■ What the task asks
Retype the whole listing that follows, line for line.

■ The records
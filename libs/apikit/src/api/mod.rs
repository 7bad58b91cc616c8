//! HTTP-layer building blocks
//!
//! The two middleware layers here are what the factory composes around
//! every router: [`trace_layer`] logs each request and response under a
//! trace id, and [`error_layer`] turns anything a handler returns as an
//! error into the standard JSON error body via the registry.

pub mod error;
pub mod error_layer;
pub mod extract;
pub mod model;
pub mod response;
pub mod trace_layer;

pub use error::{
    ApiResult, AppError, BadRequestHeaderError, HttpError, InvalidAccessTokenError,
    ValidationError, builtin_registry,
};
pub use error_layer::{ErrorContext, error_mapping_middleware};
pub use extract::ApiJson;
pub use trace_layer::{TRACE_ID_HEADER, TraceContext, trace_middleware};

/// Prelude re-exporting what a typical handler module needs.
pub mod prelude {
    pub use super::error::{ApiResult, AppError, HttpError};
    pub use super::extract::ApiJson;
    pub use super::response::{created_json, no_content, ok_json};

    // Useful axum bits (common in handlers)
    pub use axum::{Json, http::StatusCode, response::IntoResponse};
}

■ Exercise result
filename libs/apikit/src/api/mod.rs
repository 7bad58b91cc616c8
//! HTTP-layer building blocks
//!
//! The two middleware layers here are what the factory composes around
//! every router: [`trace_layer`] logs each request and response under a
//! trace id, and [`error_layer`] turns anything a handler returns as an
//! error into the standard JSON error body via the registry.

pub mod error;
pub mod error_layer;
pub mod extract;
pub mod model;
pub mod response;
pub mod trace_layer;

pub use error::{
    ApiResult, AppError, BadRequestHeaderError, HttpError, InvalidAccessTokenError,
    ValidationError, builtin_registry,
};
pub use error_layer::{ErrorContext, error_mapping_middleware};
pub use extract::ApiJson;
pub use trace_layer::{TRACE_ID_HEADER, TraceContext, trace_middleware};

/// Prelude re-exporting what a typical handler module needs.
pub mod prelude {
    pub use super::error::{ApiResult, AppError, HttpError};
    pub use super::extract::ApiJson;
    pub use super::response::{created_json, no_content, ok_json};

    // Useful axum bits (common in handlers)
    pub use axum::{Json, http::StatusCode, response::IntoResponse};
}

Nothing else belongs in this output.